Where does the string "MessageBus" occur in the records below? Copy every line that holds it.

*** Opening of The input ***

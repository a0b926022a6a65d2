//! Bridges the message bus to the agent loop.
//!
//! Grounded on the teacher's `AgentBridge`: subscribe to inbound traffic,
//! dispatch each message to the agent, publish the reply. Generalized
//! from the teacher's dedicated `mpsc` inbound channel to a direct
//! [`MessageBus`] subscription now that the bus itself carries inbound
//! events, and from `AgentLoop::process`'s `Result`-returning turn to the
//! new `TurnResult`-returning one that never throws — there is no
//! `format_agent_error` here because there is no error variant to format.

use std::sync::Arc;
use std::time::Instant;

use tokio::sync::Mutex;
use tracing::debug;

use crate::agent::AgentLoop;
use crate::bus::events::{BusEvent, EventType, OutboundMessage};
use crate::bus::{MessageBus, SubscriptionId};
use crate::cron::CronService;
use crate::memory::MemoryExtractor;

/// Subscribe the agent loop to the bus's inbound events.
///
/// Each message is dispatched inline within the handler (the bus already
/// serializes handlers per event, and `AgentLoop` is itself behind a
/// `Mutex`, so there is nothing to gain from a second layer of spawned
/// tasks here beyond what `tokio::spawn`'d publishers already give the
/// bus). Recognized slash commands are answered directly; everything
/// else is handed to `AgentLoop::process_message`.
pub async fn register(
    bus: Arc<MessageBus>,
    agent: Arc<Mutex<AgentLoop>>,
    cron: Arc<Mutex<CronService>>,
    memory: Option<Arc<MemoryExtractor>>,
    start_time: Instant,
) -> SubscriptionId {
    let bus_out = Arc::clone(&bus);

    bus.subscribe(EventType::Inbound, move |event| {
        let bus = Arc::clone(&bus_out);
        let agent = Arc::clone(&agent);
        let cron = Arc::clone(&cron);
        let memory = memory.clone();

        async move {
            let BusEvent::Inbound(inbound) = event else {
                return Ok(());
            };

            debug!(channel = %inbound.channel, chat_id = %inbound.chat_id, "gateway dispatching inbound message");

            let channel = inbound.channel.clone();
            let chat_id = inbound.chat_id.clone();
            let session_key = inbound.session_key();

            if inbound.content.trim() == "/clear" {
                agent.lock().await.clear_session(&session_key);
                bus.publish(BusEvent::Outbound(OutboundMessage::reply(
                    channel,
                    chat_id,
                    "Conversation history cleared.",
                )))
                .await;
                return Ok(());
            }

            if let Some(response) = handle_command(&inbound.content, &cron, start_time).await {
                bus.publish(BusEvent::Outbound(OutboundMessage::reply(channel, chat_id, response)))
                    .await;
                return Ok(());
            }

            let result = agent.lock().await.process_message(&inbound).await;

            if let Some(memory) = &memory {
                memory.schedule_extraction(session_key).await;
            }

            if !result.text.is_empty() {
                bus.publish(BusEvent::Outbound(OutboundMessage::reply(channel, chat_id, result.text)))
                    .await;
            }

            Ok(())
        }
    })
    .await
}

/// Recognize a slash command and produce its direct response. Returns
/// `None` for anything that should instead pass through to the agent.
async fn handle_command(content: &str, cron: &Arc<Mutex<CronService>>, start_time: Instant) -> Option<String> {
    let trimmed = content.trim();
    if !trimmed.starts_with('/') {
        return None;
    }

    let (cmd, _rest) = trimmed.split_once(' ').unwrap_or((trimmed, ""));
    match cmd {
        "/help" | "/start" => Some(cmd_help()),
        "/status" => Some(cmd_status(cron, start_time).await),
        _ => None,
    }
}

fn cmd_help() -> String {
    "Commands:\n\
     /help — show this message\n\
     /status — uptime and scheduled job count\n\
     /clear — clear this conversation's history\n\n\
     Anything else is passed to the assistant."
        .to_string()
}

async fn cmd_status(cron: &Arc<Mutex<CronService>>, start_time: Instant) -> String {
    let uptime = start_time.elapsed().as_secs();
    let jobs = cron.lock().await.list_jobs().await;
    let enabled = jobs.iter().filter(|j| j.enabled).count();
    format!(
        "Uptime: {}s\nScheduled jobs: {} total, {} enabled",
        uptime,
        jobs.len(),
        enabled
    )
}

*** Close of The input ***

Worked solution –
//! [`MessageBus`] subscription now that the bus itself carries inbound
use crate::bus::{MessageBus, SubscriptionId};
    bus: Arc<MessageBus>,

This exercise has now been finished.